Monday, March 8, 2010

Beyond The Customer Satisfaction

Apa itu Beyond The Customer Satisfaction? Terlebih dahulu perlu kita samakan persepsi bahwa istilah ini muncul dengan mindset What's next dalam konteks Continuous Improvement. Istilah ini mengisyaratkan bahwa ada hal-hal baru pasca "Customer satisfaction". Beyond The Customer Satisfaction (BTCS) adalah sikap mental kita dalam usaha meningkatkan kepuasan pelanggan dengan menggunakan sudut pandang pelanggan itu sendiri.

Cara memandang BTCS ini sudah digunakan oleh beberapa perusahaan di Indonesia seperti misalnya ice cream walls yang meluncurkan produk barunya yaitu tas ice cream yang mampu mengurangi proses pencairan ice cream. Sudah menjadi rahasia umum bahwa saat kita mempertimbangkan untuk membeli ice cream, di supermarket misalnya, maka kita juga mempertimbangkan waktu tempuh kita untuk sampai ke rumah. jika waktu tempuh kita lama, tentunya kita tidak akan membeli ice cream tersebut karena pasti akan cair dan tidak enak dimakan saat kita sampai di rumah.

Di sisi lain, posisi walls adalah produsen ice cream yang biasanya hanya berpikir mengenai kepuasan distributor dan reseller-nya (pelanggan tingkat 1), tetapi dalam kasus ini walls memikirkan perilaku end user dari produknya dimana sebenarnya posisi pelanggan end user ini ada di posisi pelanggan tingkat 2 atau bisa dikatakan pelanggannya para pelanggan tingkat 1 atau bisa dikatakan lagi pelanggannya pelanggan. Untuk hal ini saya coba berikan istilah bahwa ice cream walls sudah mempunya cara memandang "Beyond The Customer Satisfaction is Customer's Customer Satisfaction".

Sebagai catatan, saya menyebutkan nama perusahaan dan merk-nya tidak lain hanya merupakan apresiasi saya terhadap apa yang dilakukan oleh yang bersangkutan serta dalam upaya mempermudah pemahaman atas tulisan ini, tanpa bermaksud melakukan promosi atau kepentingan lainnya.

Apa yg dilakukan oleh walls ini menginspirasi kita untuk mulai berpikir bahwa untuk bisa tampil beda tentu kita harus selalu siap berubah dimana perubahan tersebut, salah satunya, bisa dimulai dengan melakukan definisi ulang atau redefine dari stakeholder kita.
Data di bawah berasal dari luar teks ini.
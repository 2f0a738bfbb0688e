//! The per-object record stored inline at the start of each bucket slot.
//!
//! # Bucket element layout
//!
//! ```text
//! +------------------------------------+  <- header.offset
//! | Header (HEADER_SIZE bytes)         |
//! +------------------------------------+  <- header.data_offset()
//! | payload (header.length bytes)      |
//! +------------------------------------+
//! ```
//!
//! All four fields are varints packed consecutively into the fixed
//! 32-byte slot; unused trailing bytes are undefined on write and
//! ignored on read. The fixed slot keeps the bucket layout O(1) to
//! address while small field values still pack into single bytes.

use crate::index::Link;
use crate::varint;

/// Serialised size of a [`Header`] slot.
pub const HEADER_SIZE: usize = 32;

/// Describes one stored object. Reading `HEADER_SIZE` bytes at the
/// object's offset and decoding them yields the header; the payload
/// follows at [`Header::data_offset`].
#[derive(Debug, Clone, Copy, PartialEq, Eq, Default)]
pub struct Header {
    pub id: i64,
    pub offset: i64,
    pub length: i32,
    pub timestamp: i64,
}

impl Header {
    /// Widens the payload length for offset arithmetic.
    pub fn length64(&self) -> i64 {
        i64::from(self.length)
    }

    /// Projects the index entry for this header.
    pub fn link(&self) -> Link {
        Link {
            id: self.id,
            offset: self.offset,
        }
    }

    /// Returns the offset of the payload associated with this header.
    pub fn data_offset(&self) -> i64 {
        self.offset + HEADER_SIZE as i64
    }

    /// Encodes the header into `buf`, returning the number of bytes
    /// used. On-disk field order is id, length, offset, timestamp.
    ///
    /// Panics if `buf` is shorter than `HEADER_SIZE`.
    pub fn encode(&self, buf: &mut [u8]) -> usize {
        let mut n = 0;
        n += varint::put_varint(&mut buf[n..HEADER_SIZE], self.id);
        n += varint::put_varint(&mut buf[n..HEADER_SIZE], self.length64());
        n += varint::put_varint(&mut buf[n..HEADER_SIZE], self.offset);
        n += varint::put_varint(&mut buf[n..HEADER_SIZE], self.timestamp);
        n
    }

    /// Decodes a header from `buf`. Corrupt input decodes to arbitrary
    /// field values and is caught downstream by the id cross-check.
    pub fn decode(buf: &[u8]) -> Header {
        let mut n = 0;
        let (id, read) = varint::varint(&buf[n..]);
        n += read;
        let (length, read) = varint::varint(&buf[n..]);
        n += read;
        let (offset, read) = varint::varint(&buf[n..]);
        n += read;
        let (timestamp, _) = varint::varint(&buf[n..]);
        Header {
            id,
            offset,
            length: length as i32,
            timestamp,
        }
    }
}
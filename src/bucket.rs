//! The append-only data region holding `(Header, payload)` records.
//!
//! Offsets are handed out by [`Bucket::allocate`]: an atomic reservation
//! on the logical size, with coarse preallocation that keeps at least
//! [`MIN_FREE_RATE`] of the capacity free. Concurrent callers therefore
//! own disjoint regions and write without coordination; only the
//! capacity-growing truncate is serialised.

use std::sync::atomic::{AtomicI64, Ordering};
use std::sync::Mutex;

use log::debug;

use crate::backend::Backend;
use crate::bufpool;
use crate::error::{Result, Site};
use crate::header::{Header, HEADER_SIZE};
use crate::index::Link;
use crate::Error;

/// Minimum fraction of the capacity kept free; crossing it triggers
/// preallocation to twice the used size.
pub const MIN_FREE_RATE: f64 = 0.2;

/// The data region of a volume.
pub struct Bucket<B: Backend> {
    backend: B,
    size: AtomicI64,
    capacity: AtomicI64,
    grow_lock: Mutex<()>,
}

impl<B: Backend> std::fmt::Debug for Bucket<B> {
    fn fmt(&self, f: &mut std::fmt::Formatter<'_>) -> std::fmt::Result {
        f.debug_struct("Bucket")
            .field("size", &self.size.load(Ordering::SeqCst))
            .field("capacity", &self.capacity.load(Ordering::SeqCst))
            .finish()
    }
}

impl<B: Backend> Bucket<B> {
    /// Opens a bucket over `backend`, deriving the capacity from the
    /// backend length. The logical size starts at zero; restoring the
    /// append position of an existing bucket is the caller's concern
    /// (see [`Bucket::set_size`]).
    pub fn new(backend: B) -> Result<Self> {
        let capacity = backend
            .size()
            .map_err(|err| Error::backend(err, Site::Bucket))?;
        Ok(Self {
            backend,
            size: AtomicI64::new(0),
            capacity: AtomicI64::new(capacity),
            grow_lock: Mutex::new(()),
        })
    }

    /// Reserves `size` bytes and returns their offset.
    ///
    /// Safe under concurrent callers: each reservation is an atomic add,
    /// so the returned regions are disjoint. When the used fraction
    /// crosses the growth threshold the backend is preallocated to twice
    /// the used size; on preallocation failure the reservation is rolled
    /// back. The payload must subsequently be written at the returned
    /// offset.
    pub fn allocate(&self, size: i64) -> Result<i64> {
        let used = self.size.fetch_add(size, Ordering::SeqCst) + size;
        if self.low_free(used) {
            if let Err(err) = self.preallocate(used * 2) {
                self.size.fetch_sub(size, Ordering::SeqCst);
                return Err(err);
            }
        }
        Ok(used - size)
    }

    fn low_free(&self, used: i64) -> bool {
        let capacity = self.capacity.load(Ordering::SeqCst);
        if capacity == 0 {
            return true;
        }
        ((capacity - used) as f64) / (capacity as f64) < MIN_FREE_RATE
    }

    /// Grows the backend to `size` bytes ahead of demand.
    pub fn preallocate(&self, size: i64) -> Result<()> {
        let _guard = self.grow_lock.lock()?;
        self.backend
            .truncate(size)
            .map_err(|err| Error::backend(err, Site::Bucket))?;
        debug!("bucket preallocated to {size} bytes");
        self.capacity.store(size, Ordering::SeqCst);
        Ok(())
    }

    /// Reads the header referenced by `link` and cross-checks its id.
    pub fn read_header(&self, link: Link, buf: &mut Vec<u8>) -> Result<Header> {
        buf.resize(HEADER_SIZE, 0);
        self.backend
            .read_at(&mut buf[..HEADER_SIZE], link.offset)
            .map_err(|err| Error::backend(err, Site::Bucket))?;
        let header = Header::decode(&buf[..HEADER_SIZE]);
        if header.id != link.id {
            return Err(Error::id_mismatch(header.id, link.id, Site::Bucket));
        }
        Ok(header)
    }

    /// Reads the raw header at a bucket offset, without a link
    /// cross-check. Used when scanning the bucket to rebuild an index.
    pub fn header_at(&self, offset: i64, buf: &mut Vec<u8>) -> Result<Header> {
        buf.resize(HEADER_SIZE, 0);
        self.backend
            .read_at(&mut buf[..HEADER_SIZE], offset)
            .map_err(|err| Error::backend(err, Site::Bucket))?;
        Ok(Header::decode(&buf[..HEADER_SIZE]))
    }

    /// Reads `header.length` payload bytes into `buf`.
    pub fn read_data(&self, header: &Header, buf: &mut Vec<u8>) -> Result<()> {
        buf.resize(header.length as usize, 0);
        self.backend
            .read_at(buf, header.data_offset())
            .map_err(|err| Error::backend(err, Site::Bucket))?;
        Ok(())
    }

    /// Writes `header` and the payload in `data` to the bucket.
    ///
    /// The header is serialised over the first `HEADER_SIZE` bytes of
    /// `data` for the header write and the original bytes are restored
    /// before the payload write, so the same buffer serves both writes
    /// without an extra allocation. `data` is byte-for-byte intact on
    /// return, success or failure. Payloads shorter than `HEADER_SIZE`
    /// are staged through a pooled copy first.
    ///
    /// Panics if `header.length` exceeds `data.len()`.
    pub fn write(&self, header: &Header, data: &mut [u8]) -> Result<()> {
        let length = header.length as usize;
        if data.len() < HEADER_SIZE {
            let mut staged = bufpool::acquire_data_buffer();
            staged.extend_from_slice(data);
            staged.resize(HEADER_SIZE, 0);
            return self.write_overlayed(header, &mut staged, length);
        }
        self.write_overlayed(header, data, length)
    }

    fn write_overlayed(&self, header: &Header, data: &mut [u8], length: usize) -> Result<()> {
        let mut saved = [0u8; HEADER_SIZE];
        saved.copy_from_slice(&data[..HEADER_SIZE]);
        header.encode(&mut data[..HEADER_SIZE]);
        let written = self.backend.write_at(&data[..HEADER_SIZE], header.offset);
        data[..HEADER_SIZE].copy_from_slice(&saved);
        written.map_err(|err| Error::backend(err, Site::Bucket))?;
        self.backend
            .write_at(&data[..length], header.data_offset())
            .map_err(|err| Error::backend(err, Site::Bucket))?;
        Ok(())
    }

    /// Logical next-allocation offset.
    pub fn size(&self) -> i64 {
        self.size.load(Ordering::SeqCst)
    }

    /// Bytes preallocated on disk.
    pub fn capacity(&self) -> i64 {
        self.capacity.load(Ordering::SeqCst)
    }

    /// Restores the logical append position, e.g. when reopening a
    /// bucket whose size is tracked by external metadata.
    pub fn set_size(&self, size: i64) {
        self.size.store(size, Ordering::SeqCst);
    }
}
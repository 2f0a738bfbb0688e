//! Pooled growable byte buffers.
//!
//! Two independent pools keep capacities distinct: a data-sized pool for
//! payload staging and an index-sized pool for link slots. Buffers are
//! handed out as [`PoolBuf`] guards; dropping the guard resets the
//! buffer to zero length and returns it to its pool, so released bytes
//! cannot be referenced afterwards.

use std::ops::{Deref, DerefMut};
use std::sync::Mutex;

/// Initial capacity of data-pool buffers.
const DATA_BUFFER_SIZE: usize = 300 * 1024;

/// Initial capacity of index-pool buffers.
const INDEX_BUFFER_SIZE: usize = 128;

static DATA_POOL: Pool = Pool::new(DATA_BUFFER_SIZE);
static INDEX_POOL: Pool = Pool::new(INDEX_BUFFER_SIZE);

/// Returns an empty buffer from the data pool.
pub fn acquire_data_buffer() -> PoolBuf {
    DATA_POOL.get()
}

/// Returns an empty buffer from the index pool.
pub fn acquire_index_buffer() -> PoolBuf {
    INDEX_POOL.get()
}

struct Pool {
    initial: usize,
    free: Mutex<Vec<Vec<u8>>>,
}

impl Pool {
    const fn new(initial: usize) -> Self {
        Pool {
            initial,
            free: Mutex::new(Vec::new()),
        }
    }

    fn get(&'static self) -> PoolBuf {
        let buf = match self.free.lock() {
            Ok(mut free) => free
                .pop()
                .unwrap_or_else(|| Vec::with_capacity(self.initial)),
            Err(_) => Vec::with_capacity(self.initial),
        };
        PoolBuf { buf, pool: self }
    }

    fn put(&self, mut buf: Vec<u8>) {
        buf.clear();
        if let Ok(mut free) = self.free.lock() {
            free.push(buf);
        }
    }
}

/// A pooled buffer, exclusively owned until dropped.
pub struct PoolBuf {
    buf: Vec<u8>,
    pool: &'static Pool,
}

impl Deref for PoolBuf {
    type Target = Vec<u8>;

    fn deref(&self) -> &Vec<u8> {
        &self.buf
    }
}

impl DerefMut for PoolBuf {
    fn deref_mut(&mut self) -> &mut Vec<u8> {
        &mut self.buf
    }
}

impl Drop for PoolBuf {
    fn drop(&mut self) {
        self.pool.put(std::mem::take(&mut self.buf));
    }
}
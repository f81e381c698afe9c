use crate::models::{LedgerEntry, Position, TradeSide};
use std::collections::HashMap;

/// What a full pass over the ledger leaves behind
#[derive(Debug, Default, Clone)]
pub struct ReplayState {
    pub open: HashMap<String, Position>,
    pub last_balance: Option<f64>,
    pub rows: usize,
}

/// Fold ledger rows, in file order, into the set of still-open positions
///
/// A BUY sets (or replaces) the asset's position, a SELL clears it. Row
/// timestamps are ignored on purpose: the wall clock is not monotonic.
pub fn replay<I>(entries: I) -> ReplayState
where
    I: IntoIterator<Item = LedgerEntry>,
{
    let mut state = ReplayState::default();

    for entry in entries {
        state.rows += 1;
        state.last_balance = Some(entry.balance_after);

        match entry.side {
            TradeSide::Buy => {
                let position =
                    Position::new(entry.asset_id.clone(), entry.unit_price, entry.token_amount);
                state.open.insert(entry.asset_id, position);
            }
            TradeSide::Sell => {
                state.open.remove(&entry.asset_id);
            }
        }
    }

    state
}

#[cfg(test)]
mod tests {
    use super::*;
    use chrono::NaiveDate;

    fn row(asset: &str, side: TradeSide, price: f64, second: u32) -> LedgerEntry {
        LedgerEntry {
            timestamp: NaiveDate::from_ymd_opt(2025, 7, 14)
                .unwrap()
                .and_hms_opt(10, 0, second)
                .unwrap(),
            asset_id: asset.to_string(),
            side,
            base_amount: 0.02,
            token_amount: 10.0,
            unit_price: price,
            balance_after: 2.0 - second as f64 * 0.01,
        }
    }

    #[test]
    fn test_last_event_wins_per_asset() {
        let rows = vec![
            row("A", TradeSide::Buy, 1.0, 1),
            row("B", TradeSide::Buy, 2.0, 2),
            row("A", TradeSide::Sell, 2.0, 3),
            row("C", TradeSide::Buy, 3.0, 4),
            row("B", TradeSide::Sell, 4.0, 5),
            row("A", TradeSide::Buy, 1.5, 6),
        ];

        let state = replay(rows);

        let mut open: Vec<_> = state.open.keys().cloned().collect();
        open.sort();
        assert_eq!(open, vec!["A", "C"]);
        assert_eq!(state.open["A"].entry_price, 1.5);
        assert_eq!(state.rows, 6);
    }

    #[test]
    fn test_file_order_not_timestamp_order() {
        // Clock went backwards between the BUY and the SELL
        let rows = vec![
            row("A", TradeSide::Buy, 1.0, 50),
            row("A", TradeSide::Sell, 2.0, 10),
        ];

        let state = replay(rows);
        assert!(state.open.is_empty());
    }

    #[test]
    fn test_repeated_buy_overwrites() {
        let rows = vec![
            row("A", TradeSide::Buy, 1.0, 1),
            row("A", TradeSide::Buy, 3.0, 2),
        ];

        let state = replay(rows);
        assert_eq!(state.open.len(), 1);
        assert_eq!(state.open["A"].entry_price, 3.0);
    }

    #[test]
    fn test_tracks_last_balance() {
        let rows = vec![
            row("A", TradeSide::Buy, 1.0, 1),
            row("A", TradeSide::Sell, 2.0, 7),
        ];

        let state = replay(rows);
        assert!((state.last_balance.unwrap() - 1.93).abs() < 1e-12);
    }

    #[test]
    fn test_empty_ledger() {
        let state = replay(Vec::new());
        assert!(state.open.is_empty());
        assert_eq!(state.last_balance, None);
        assert_eq!(state.rows, 0);
    }

    #[test]
    fn test_recovered_positions_are_unnotified() {
        let state = replay(vec![row("A", TradeSide::Buy, 1.0, 1)]);
        assert!(!state.open["A"].near_target_notified);
    }
}
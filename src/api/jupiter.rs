use super::PriceOracle;
use governor::{Quota, RateLimiter};
use reqwest::{Client, Proxy};
use serde::Deserialize;
use std::collections::{HashMap, HashSet};
use std::num::NonZeroU32;
use std::sync::Arc;
use std::time::Duration;
use thiserror::Error;

// Jupiter Price API v3
// Docs: https://dev.jup.ag/docs/price-api/v3
pub const JUPITER_PRICE_API: &str = "https://lite-api.jup.ag/price/v3";
pub const SOL_MINT: &str = "So11111111111111111111111111111111111111112";

/// The endpoint accepts 50 ids per request and the base asset takes one slot
pub const MAX_BATCH_SIZE: usize = 49;

type PriceRateLimiter = RateLimiter<
    governor::state::direct::NotKeyed,
    governor::state::InMemoryState,
    governor::clock::DefaultClock,
>;

#[derive(Error, Debug)]
pub enum OracleError {
    #[error("invalid proxy url '{url}': {source}")]
    Proxy {
        url: String,
        #[source]
        source: reqwest::Error,
    },

    #[error("failed to build HTTP client: {0}")]
    Client(#[from] reqwest::Error),
}

/// Per-mint entry of the price response
#[derive(Debug, Deserialize)]
#[serde(rename_all = "camelCase")]
struct PriceEntry {
    #[serde(default)]
    usd_price: Option<f64>,
}

/// Batched quote client for the Jupiter price API
///
/// Prices come back in USD and are converted to base-asset units by dividing
/// by the base asset's USD price from the same response. Cloning shares the
/// HTTP connection pool and the rate limiter.
#[derive(Clone)]
pub struct JupiterPriceClient {
    client: Client,
    base_url: String,
    base_asset: String,
    batch_size: usize,
    rate_limiter: Arc<PriceRateLimiter>,
}

impl JupiterPriceClient {
    /// Build a client against the public endpoint with SOL as base
    pub fn new() -> Result<Self, OracleError> {
        Self::builder().build()
    }

    pub fn builder() -> JupiterPriceClientBuilder {
        JupiterPriceClientBuilder::default()
    }

    pub fn base_asset(&self) -> &str {
        &self.base_asset
    }

    /// Fetch one batch; `None` means the whole batch produced nothing usable
    async fn fetch_batch(&self, chunk: &[&String]) -> Option<HashMap<String, f64>> {
        let ids = std::iter::once(self.base_asset.as_str())
            .chain(chunk.iter().map(|id| id.as_str()))
            .collect::<Vec<_>>()
            .join(",");

        self.rate_limiter.until_ready().await;

        let response = match self
            .client
            .get(&self.base_url)
            .query(&[("ids", ids.as_str())])
            .send()
            .await
        {
            Ok(r) => r,
            Err(e) => {
                let kind = if e.is_timeout() { "timeout" } else { "transport" };
                tracing::warn!(
                    "[ORACLE] Batch of {} failed ({}): {}",
                    chunk.len(),
                    kind,
                    e
                );
                return None;
            }
        };

        let status = response.status();
        if !status.is_success() {
            tracing::warn!("[ORACLE] Batch of {} returned HTTP {}", chunk.len(), status);
            return None;
        }

        let body: HashMap<String, Option<PriceEntry>> = match response.json().await {
            Ok(b) => b,
            Err(e) => {
                tracing::warn!("[ORACLE] Undecodable price response: {}", e);
                return None;
            }
        };

        let usd_price = |id: &str| -> Option<f64> {
            body.get(id)?
                .as_ref()?
                .usd_price
                .filter(|p| p.is_finite() && *p > 0.0)
        };

        let Some(base_price) = usd_price(&self.base_asset) else {
            tracing::warn!(
                "[ORACLE] Base asset {} missing from response, dropping batch of {}",
                self.base_asset,
                chunk.len()
            );
            return None;
        };

        let mut rates = HashMap::with_capacity(chunk.len());
        for id in chunk {
            match usd_price(id) {
                Some(price) => {
                    rates.insert((*id).clone(), price / base_price);
                }
                None => tracing::debug!("[ORACLE] No price for {} this round", id),
            }
        }

        Some(rates)
    }
}

impl PriceOracle for JupiterPriceClient {
    async fn quote(&self, asset_ids: &[String]) -> HashMap<String, f64> {
        let mut seen = HashSet::new();
        let mut wants_base = false;
        let unique: Vec<&String> = asset_ids
            .iter()
            .filter(|id| {
                if **id == self.base_asset {
                    wants_base = true;
                    return false;
                }
                seen.insert(id.as_str())
            })
            .collect();

        let mut rates = HashMap::new();

        if unique.is_empty() {
            // Base asset alone still needs a live base price
            if wants_base && self.fetch_batch(&[]).await.is_some() {
                rates.insert(self.base_asset.clone(), 1.0);
            }
            return rates;
        }

        let mut base_seen = false;
        for chunk in unique.chunks(self.batch_size) {
            if let Some(batch) = self.fetch_batch(chunk).await {
                base_seen = true;
                rates.extend(batch);
            }
        }

        if wants_base && base_seen {
            rates.insert(self.base_asset.clone(), 1.0);
        }

        rates
    }
}

/// Builder for [`JupiterPriceClient`]
#[derive(Debug, Clone)]
pub struct JupiterPriceClientBuilder {
    base_url: String,
    base_asset: String,
    batch_size: usize,
    timeout: Duration,
    proxy_url: Option<String>,
    requests_per_minute: u32,
}

impl Default for JupiterPriceClientBuilder {
    fn default() -> Self {
        Self {
            base_url: JUPITER_PRICE_API.to_string(),
            base_asset: SOL_MINT.to_string(),
            batch_size: MAX_BATCH_SIZE,
            timeout: Duration::from_secs(5),
            proxy_url: None,
            requests_per_minute: 60,
        }
    }
}

impl JupiterPriceClientBuilder {
    pub fn base_url(mut self, url: impl Into<String>) -> Self {
        self.base_url = url.into();
        self
    }

    pub fn base_asset(mut self, mint: impl Into<String>) -> Self {
        self.base_asset = mint.into();
        self
    }

    /// Clamped to `1..=MAX_BATCH_SIZE`
    pub fn batch_size(mut self, size: usize) -> Self {
        self.batch_size = size.clamp(1, MAX_BATCH_SIZE);
        self
    }

    pub fn timeout(mut self, timeout: Duration) -> Self {
        self.timeout = timeout;
        self
    }

    /// Route every request through this proxy (e.g. `socks5h://127.0.0.1:9050`)
    pub fn proxy(mut self, url: Option<String>) -> Self {
        self.proxy_url = url.filter(|u| !u.trim().is_empty());
        self
    }

    pub fn requests_per_minute(mut self, rpm: u32) -> Self {
        self.requests_per_minute = rpm;
        self
    }

    pub fn build(self) -> Result<JupiterPriceClient, OracleError> {
        let mut builder = Client::builder().timeout(self.timeout);

        if let Some(url) = &self.proxy_url {
            let proxy = Proxy::all(url).map_err(|source| OracleError::Proxy {
                url: url.clone(),
                source,
            })?;
            builder = builder.proxy(proxy);
            tracing::info!("[ORACLE] Routing price requests through proxy {}", url);
        }

        let client = builder.build()?;

        let rpm = NonZeroU32::new(self.requests_per_minute).unwrap_or(NonZeroU32::MIN);
        let rate_limiter = Arc::new(RateLimiter::direct(Quota::per_minute(rpm)));

        Ok(JupiterPriceClient {
            client,
            base_url: self.base_url,
            base_asset: self.base_asset,
            batch_size: self.batch_size,
            rate_limiter,
        })
    }
}
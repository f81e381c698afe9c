// Core modules
pub mod api;
pub mod config;
pub mod execution;
pub mod models;
pub mod persistence;

// Re-export commonly used types
pub use api::{JupiterPriceClient, PriceOracle};
pub use execution::{Engine, EngineConfig, OpenOutcome};
pub use models::*;
pub use persistence::Ledger;
use std::sync::Arc;
use std::time::Duration;

use chrono::Utc;
use tokio::time::{interval, MissedTickBehavior};

use super::engine::{Engine, QuoteOutcome};
use crate::api::PriceOracle;
use crate::models::SellFill;

/// Outcome of one monitoring tick
#[derive(Debug, Default, Clone)]
pub struct TickReport {
    pub sold: Vec<SellFill>,
    pub near_target: Vec<String>,
    pub deferred: Vec<String>, // No quote this round
    pub failed: Vec<String>,
}

impl TickReport {
    pub fn sold_ids(&self) -> Vec<&str> {
        self.sold.iter().map(|f| f.asset_id.as_str()).collect()
    }

    pub fn is_empty(&self) -> bool {
        self.sold.is_empty()
            && self.near_target.is_empty()
            && self.deferred.is_empty()
            && self.failed.is_empty()
    }
}

/// Shared-timer price monitor for every open position
///
/// One batched quote request per tick covers all open assets. When nothing
/// is open the loop parks until the engine reports a new position.
pub struct PositionMonitor<O> {
    engine: Arc<Engine<O>>,
    period: Duration,
}

impl<O: PriceOracle> PositionMonitor<O> {
    pub fn new(engine: Arc<Engine<O>>, period: Duration) -> Self {
        Self { engine, period }
    }

    /// Run until the task is dropped or aborted
    pub async fn run(self) {
        let mut ticker = interval(self.period);
        ticker.set_missed_tick_behavior(MissedTickBehavior::Skip);

        loop {
            if self.engine.open_asset_ids().await.is_empty() {
                tracing::debug!("[MONITOR] No open positions, waiting");
                self.engine.wait_for_open().await;
                ticker.reset();
            }

            ticker.tick().await;
            self.tick().await;
        }
    }

    /// Quote every open asset once and apply the exit rule
    pub async fn tick(&self) -> TickReport {
        let mut report = TickReport::default();

        let asset_ids = self.engine.open_asset_ids().await;
        if asset_ids.is_empty() {
            return report;
        }

        tracing::debug!(
            "[MONITOR] Tick at {} for {} positions",
            Utc::now().format("%H:%M:%S"),
            asset_ids.len()
        );

        let quotes = self.engine.oracle().quote(&asset_ids).await;

        for asset_id in asset_ids {
            let Some(&price) = quotes.get(&asset_id) else {
                tracing::debug!(asset = %asset_id, "[MONITOR] No quote for {}, retrying next tick", asset_id);
                report.deferred.push(asset_id);
                continue;
            };

            match self.engine.apply_quote(&asset_id, price).await {
                Ok(QuoteOutcome::Sold(fill)) => report.sold.push(fill),
                Ok(QuoteOutcome::NearTarget { .. }) => report.near_target.push(asset_id),
                Ok(QuoteOutcome::Held) | Ok(QuoteOutcome::Gone) => {}
                Err(e) => {
                    tracing::error!(asset = %asset_id, "[MONITOR] {} evaluation failed: {}", asset_id, e);
                    report.failed.push(asset_id);
                }
            }
        }

        report
    }
}
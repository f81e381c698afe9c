pub mod jupiter;

pub use jupiter::{JupiterPriceClient, OracleError, SOL_MINT};

use std::collections::HashMap;
use std::future::Future;

/// Source of base-asset-denominated quotes
///
/// Assets the oracle could not price this round are simply absent from the
/// returned map. Callers treat absence as "try again later", never as zero.
pub trait PriceOracle: Send + Sync {
    fn quote(&self, asset_ids: &[String]) -> impl Future<Output = HashMap<String, f64>> + Send;

    fn quote_one(&self, asset_id: &str) -> impl Future<Output = Option<f64>> + Send {
        let ids = vec![asset_id.to_string()];
        async move { self.quote(&ids).await.get(&ids[0]).copied() }
    }
}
Jika semula, misalnya, stakeholder kita meliputi people, customer dan shareholder, maka pada poin customer ini yang perlu kita definisikan lebih luas lagi meliputi, customer dan customer's customer (pelanggannya pelanggan).

Dari keseluruhan catatan di atas, kita bisa belajar dan mulai menguji paradigma kita yang ada saat ini. Jika sebelumnya kita mempunyai paradigma "Kita harus selalu siap untuk berubah", maka dengan adanya catatan di atas, kita harus mempunyai pandangan "Seberapa cepat kita bisa berubah?"

Dan kembali lagi, fokus utama dari paradigma baru ini tentu saja kemampuan SDM yang ada saat ini. Seberapa cepat SDM bisa berubah?